#### Material provided
****

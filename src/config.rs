use std::time::Duration;

use thiserror::Error;

use crate::reply::Reply;

#[derive(Error, Debug, PartialEq)]
pub enum ConfigError {
    #[error("unknown connection option '{0}'")]
    UnknownOption(String),
    #[error("invalid value for connection option '{0}'")]
    InvalidOptionValue(String),
}

impl ConfigError {
    pub fn as_string(&self) -> String {
        Reply::Error(format!("ERR {}", self)).encode_to_string()
    }
}

/// Options a client passes when opening a connection.
///
/// | option      | default     |
/// |-------------|-------------|
/// | `host`      | `127.0.0.1` |
/// | `port`      | `3000`      |
/// | `namespace` | `test`      |
/// | `set`       | `test`      |
/// | `bin`       | `redis`     |
/// | `timeout`   | none (ms)   |
#[derive(Debug, Clone, PartialEq)]
pub struct ConnectionConfig {
    pub host: String,
    pub port: u16,
    pub namespace: String,
    pub set: String,
    pub bin: String,
    pub timeout: Option<Duration>,
}

impl Default for ConnectionConfig {
    fn default() -> Self {
        ConnectionConfig {
            host: "127.0.0.1".to_string(),
            port: 3000,
            namespace: "test".to_string(),
            set: "test".to_string(),
            bin: "redis".to_string(),
            timeout: None,
        }
    }
}

impl ConnectionConfig {
    /// Builds a config from `(name, value)` pairs, falling back to defaults
    /// for anything not given. `database` is accepted as an alias of
    /// `namespace`.
    pub fn from_options<I, K, V>(options: I) -> Result<Self, ConfigError>
    where
        I: IntoIterator<Item = (K, V)>,
        K: AsRef<str>,
        V: AsRef<str>,
    {
        let mut config = ConnectionConfig::default();

        for (name, value) in options {
            let name = name.as_ref();
            let value = value.as_ref();

            match name {
                "host" => {
                    if value.is_empty() {
                        return Err(ConfigError::InvalidOptionValue(name.to_string()));
                    }
                    config.host = value.to_string();
                }
                "port" => {
                    let port = value
                        .parse::<u16>()
                        .map_err(|_| ConfigError::InvalidOptionValue(name.to_string()))?;

                    if port < 1 {
                        return Err(ConfigError::InvalidOptionValue(name.to_string()));
                    }

                    config.port = port;
                }
                "namespace" | "database" => config.namespace = non_empty(name, value)?,
                "set" => config.set = non_empty(name, value)?,
                "bin" => config.bin = non_empty(name, value)?,
                "timeout" => {
                    let millis = value
                        .parse::<u64>()
                        .map_err(|_| ConfigError::InvalidOptionValue(name.to_string()))?;

                    config.timeout = if millis == 0 {
                        None
                    } else {
                        Some(Duration::from_millis(millis))
                    };
                }
                _ => return Err(ConfigError::UnknownOption(name.to_string())),
            }
        }

        Ok(config)
    }

    pub fn address(&self) -> String {
        format!("{}:{}", self.host, self.port)
    }
}

fn non_empty(name: &str, value: &str) -> Result<String, ConfigError> {
    if value.is_empty() {
        Err(ConfigError::InvalidOptionValue(name.to_string()))
    } else {
        Ok(value.to_string())
    }
}
//! # rbx-wizard-api
//!
//! HTTP client and typed endpoint services for the rbx-wizard problem-package backend.
//!
//! ## Layers
//!
//! - [`ApiClient`]: one request primitive with a configurable base URL, default headers,
//!   query parameters, a per-request deadline and normalized errors.
//! - Services ([`StatementsService`], [`CodeTemplatesService`], [`LlmService`]): one method
//!   per remote operation, exposed through the [`StatementsApi`], [`CodeTemplatesApi`] and
//!   [`ReviewApi`] traits so callers can substitute fakes.
//!
//! ## Feature Flags
//!
//! - **`native-tls`** *(default)*: use the platform's native TLS implementation.
//! - **`rustls`**: use rustls.
//!
//! ## Usage
//!
//! ```rust,no_run
//! use rbx_wizard_api::{ApiClient, ClientConfig, StatementsApi, StatementsService};
//!
//! #[tokio::main]
//! async fn main() -> Result<(), Box<dyn std::error::Error>> {
//!     let client = ApiClient::new(ClientConfig::new("http://localhost:8000"));
//!     let statements = StatementsService::new(client);
//!
//!     for statement in statements.list_statements().await? {
//!         println!("{} ({:?})", statement.name, statement.language);
//!     }
//!     Ok(())
//! }
//! ```
//!
//! ## Error Handling
//!
//! Every operation returns [`Result<T, ApiError>`](ApiError):
//!
//! - [`ApiError::Timeout`]: the deadline elapsed (distinct from other transport failures)
//! - [`ApiError::HttpStatus`]: non-success status with the backend's `message`/`detail`
//! - [`ApiError::NetworkError`]: connection-level failure
//!
//! Nothing is retried.

mod config;
mod error;
mod http_client;
mod services;
mod traits;
mod types;
mod utils;

pub use config::{ClientConfig, DEFAULT_BASE_URL, DEFAULT_TIMEOUT};
pub use error::{ApiError, Result};
pub use http_client::{ApiClient, RequestOptions, RequestTimeout, ResponseBody};
pub use reqwest::Method;
pub use services::{CodeTemplatesService, LlmService, StatementsService};
pub use traits::{CodeTemplatesApi, ReviewApi, StatementsApi};
pub use types::{
    CodeResponse, ModelsResponse, ReviewReport, ReviewRequest, SaveCodeRequest, Statement,
    StatementBuildResponse, StatementLanguageReviewRequest, StatementsResponse, TemplateKind,
};
pub use utils::log_sanitizer;
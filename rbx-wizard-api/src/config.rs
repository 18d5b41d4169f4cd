//! Client configuration

use std::time::Duration;

/// Default backend base URL.
pub const DEFAULT_BASE_URL: &str = "http://localhost:8000";

/// Default per-request deadline.
pub const DEFAULT_TIMEOUT: Duration = Duration::from_millis(10_000);

/// Connection settings shared by every request issued through an [`ApiClient`](crate::ApiClient).
#[derive(Debug, Clone)]
pub struct ClientConfig {
    /// Base URL every request path is appended to (no trailing slash).
    pub base_url: String,
    /// Headers applied to every request unless overridden per call.
    pub default_headers: Vec<(String, String)>,
    /// Deadline applied to requests that do not opt out.
    pub timeout: Duration,
}

impl ClientConfig {
    /// Configuration pointing at `base_url` with default headers and timeout.
    #[must_use]
    pub fn new(base_url: impl Into<String>) -> Self {
        Self {
            base_url: normalize_base_url(base_url.into()),
            ..Self::default()
        }
    }

    /// Replace the default deadline.
    #[must_use]
    pub fn with_timeout(mut self, timeout: Duration) -> Self {
        self.timeout = timeout;
        self
    }

    /// Add (or replace) a default header.
    #[must_use]
    pub fn with_header(mut self, name: impl Into<String>, value: impl Into<String>) -> Self {
        let name = name.into();
        self.default_headers
            .retain(|(existing, _)| !existing.eq_ignore_ascii_case(&name));
        self.default_headers.push((name, value.into()));
        self
    }
}

impl Default for ClientConfig {
    fn default() -> Self {
        Self {
            base_url: DEFAULT_BASE_URL.to_string(),
            default_headers: vec![("Content-Type".to_string(), "application/json".to_string())],
            timeout: DEFAULT_TIMEOUT,
        }
    }
}

fn normalize_base_url(mut url: String) -> String {
    while url.ends_with('/') {
        url.pop();
    }
    url
}
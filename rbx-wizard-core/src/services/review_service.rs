//! Assistant columns: model selection and LLM reviews

use std::collections::BTreeSet;
use std::sync::Arc;

use rbx_wizard_api::ApiError;

use crate::error::{CoreError, CoreResult};
use crate::services::{ColumnRegistry, Loadable, RemoteResources, ServiceContext};
use crate::types::{
    report_to_markdown, AssistantConfig, AssistantMode, AssistantPatch, CodeResponse, ColumnKind,
    ReviewRequest, StatementLanguageReviewRequest, TemplateKind,
};

/// Offered when the backend cannot list its models.
pub const FALLBACK_MODELS: [&str; 3] = ["gpt-4o", "claude-3", "llama-3"];

/// Language assumed for statements that do not declare one.
const DEFAULT_STATEMENT_LANGUAGE: &str = "en";

/// Whether the problem is judged by a checker or talks to an interactor.
#[derive(Debug, Clone, Copy, PartialEq, Eq)]
pub enum ProblemMode {
    Standard,
    Interactive,
}

pub struct ReviewService {
    ctx: Arc<ServiceContext>,
    registry: Arc<ColumnRegistry>,
    resources: Arc<RemoteResources>,
}

impl ReviewService {
    pub fn new(
        ctx: Arc<ServiceContext>,
        registry: Arc<ColumnRegistry>,
        resources: Arc<RemoteResources>,
    ) -> Self {
        Self {
            ctx,
            registry,
            resources,
        }
    }

    /// Models to offer, falling back to [`FALLBACK_MODELS`].
    pub async fn available_models(&self) -> Vec<String> {
        match self.resources.models.load(Some(&())).await {
            Loadable::Ready(models) if !models.is_empty() => models.as_ref().clone(),
            _ => FALLBACK_MODELS.iter().map(ToString::to_string).collect(),
        }
    }

    pub async fn select_model(&self, column_id: &str, model: impl Into<String>) -> CoreResult<()> {
        self.registry
            .update_column(
                column_id,
                AssistantPatch {
                    selected_model: Some(model.into()),
                    ..AssistantPatch::default()
                },
            )
            .await
    }

    /// Leave the report view.
    pub async fn clear_review(&self, column_id: &str) -> CoreResult<()> {
        self.registry
            .update_column(
                column_id,
                AssistantPatch {
                    assistant_mode: Some(None),
                    review_results: Some(None),
                    ..AssistantPatch::default()
                },
            )
            .await
    }

    /// The one statement selected across all statement columns.
    pub fn selected_statement(&self) -> CoreResult<String> {
        let columns = self.registry.columns();
        let configs: Vec<_> = columns.iter().filter_map(|c| c.as_statement()).collect();
        if configs.is_empty() {
            return Err(CoreError::NoStatementColumns);
        }

        let selected: BTreeSet<&str> = configs
            .iter()
            .filter_map(|config| config.selected_statement_id.as_deref())
            .collect();
        let mut ids = selected.into_iter();
        match (ids.next(), ids.next()) {
            (None, _) => Err(CoreError::NoStatementSelected),
            (Some(id), None) => Ok(id.to_string()),
            (Some(_), Some(_)) => Err(CoreError::MultipleStatementsSelected),
        }
    }

    /// Interactive when the backend holds a non-empty interactor.
    ///
    /// A missing (404) or empty interactor means a checker-judged problem; any other
    /// failure is reported.
    pub async fn resolve_problem_mode(&self) -> CoreResult<ProblemMode> {
        Ok(match self.interactor().await? {
            Some(_) => ProblemMode::Interactive,
            None => ProblemMode::Standard,
        })
    }

    async fn interactor(&self) -> CoreResult<Option<String>> {
        match self
            .ctx
            .templates_api
            .get_template(TemplateKind::Interactor)
            .await
        {
            Ok(response) if !response.code.trim().is_empty() => Ok(Some(response.code)),
            Ok(_) => Ok(None),
            Err(e) if e.is_not_found() => {
                log::debug!("No interactor, assuming a checker-judged problem");
                Ok(None)
            }
            Err(e) => Err(e.into()),
        }
    }

    /// Review statement, validator and checker or interactor together.
    ///
    /// Returns the markdown report, also stored in the column.
    pub async fn run_full_review(&self, column_id: &str) -> CoreResult<String> {
        let config = self.assistant(column_id)?;
        let statement_id = self.selected_statement()?;
        self.begin(column_id, AssistantMode::FullReview).await?;

        let result = self.full_review(&statement_id, &config.selected_model).await;
        self.finish(column_id, result).await
    }

    /// Review the statement text alone for language and clarity.
    pub async fn run_statement_review(&self, column_id: &str) -> CoreResult<String> {
        let config = self.assistant(column_id)?;
        let statement_id = self.selected_statement()?;
        self.begin(column_id, AssistantMode::StatementReview).await?;

        let result = self
            .statement_review(&statement_id, &config.selected_model)
            .await;
        self.finish(column_id, result).await
    }

    async fn full_review(&self, statement_id: &str, model: &str) -> CoreResult<String> {
        let language = self.statement_language(statement_id).await?;

        let (statement, validator) = futures::join!(
            self.ctx.statements_api.get_statement_code(statement_id),
            self.ctx.templates_api.get_template(TemplateKind::Validator),
        );
        let statement = required(statement, "statement content")?;
        let validator = required(validator, "validator code")?;

        let mut request = ReviewRequest {
            statement,
            language,
            validator,
            checker: None,
            interactor: None,
            model: model.to_string(),
        };
        if let Some(interactor) = self.interactor().await? {
            request.interactor = Some(interactor);
        } else {
            let checker = self
                .ctx
                .templates_api
                .get_template(TemplateKind::Checker)
                .await;
            request.checker = Some(required(checker, "checker code")?);
        }

        log::info!("Requesting full review of {statement_id} with {model}");
        let report = self.ctx.review_api.review(&request).await?;
        Ok(report_to_markdown(report))
    }

    async fn statement_review(&self, statement_id: &str, model: &str) -> CoreResult<String> {
        let language = self.statement_language(statement_id).await?;
        let statement = self
            .ctx
            .statements_api
            .get_statement_code(statement_id)
            .await;
        let request = StatementLanguageReviewRequest {
            statement: required(statement, "statement content")?,
            language,
            model: model.to_string(),
        };

        log::info!("Requesting statement review of {statement_id} with {model}");
        let report = self.ctx.review_api.review_statement_language(&request).await?;
        Ok(report_to_markdown(report))
    }

    async fn statement_language(&self, statement_id: &str) -> CoreResult<String> {
        let statements = self.resources.statements().await;
        let statement = statements
            .iter()
            .find(|s| s.name == statement_id)
            .ok_or_else(|| CoreError::StatementNotFound(statement_id.to_string()))?;
        Ok(statement
            .language
            .clone()
            .unwrap_or_else(|| DEFAULT_STATEMENT_LANGUAGE.to_string()))
    }

    fn assistant(&self, column_id: &str) -> CoreResult<AssistantConfig> {
        let column = self.registry.require(column_id, ColumnKind::Assistant)?;
        Ok(column.as_assistant().cloned().unwrap_or_default())
    }

    async fn begin(&self, column_id: &str, mode: AssistantMode) -> CoreResult<()> {
        self.registry
            .update_column(
                column_id,
                AssistantPatch {
                    assistant_mode: Some(Some(mode)),
                    is_loading: Some(true),
                    ..AssistantPatch::default()
                },
            )
            .await
    }

    async fn finish(&self, column_id: &str, result: CoreResult<String>) -> CoreResult<String> {
        match result {
            Ok(markdown) => {
                self.registry
                    .update_column(
                        column_id,
                        AssistantPatch {
                            review_results: Some(Some(markdown.clone())),
                            is_loading: Some(false),
                            ..AssistantPatch::default()
                        },
                    )
                    .await?;
                Ok(markdown)
            }
            Err(e) => {
                if e.is_expected() {
                    log::warn!("Review in column {column_id} failed: {e}");
                } else {
                    log::error!("Review in column {column_id} failed: {e}");
                }
                let cleared = self
                    .registry
                    .update_column(
                        column_id,
                        AssistantPatch {
                            is_loading: Some(false),
                            ..AssistantPatch::default()
                        },
                    )
                    .await;
                if let Err(clear_err) = cleared {
                    log::error!("Failed to clear loading state of {column_id}: {clear_err}");
                }
                Err(e)
            }
        }
    }
}

/// The fetched code, or `MissingContent(what)` when the fetch failed or came back empty.
fn required(response: Result<CodeResponse, ApiError>, what: &str) -> CoreResult<String> {
    match response {
        Ok(response) if !response.code.is_empty() => Ok(response.code),
        Ok(_) => Err(CoreError::MissingContent(what.to_string())),
        Err(e) => {
            log::warn!("Failed to fetch {what}: {e}");
            Err(CoreError::MissingContent(what.to_string()))
        }
    }
}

****

#### Exercise requirements
Only lines of the data holding the word "Requesting" go in the answer. Please copy each of them.

#### Written reply
        log::info!("Requesting full review of {statement_id} with {model}");
        log::info!("Requesting statement review of {statement_id} with {model}");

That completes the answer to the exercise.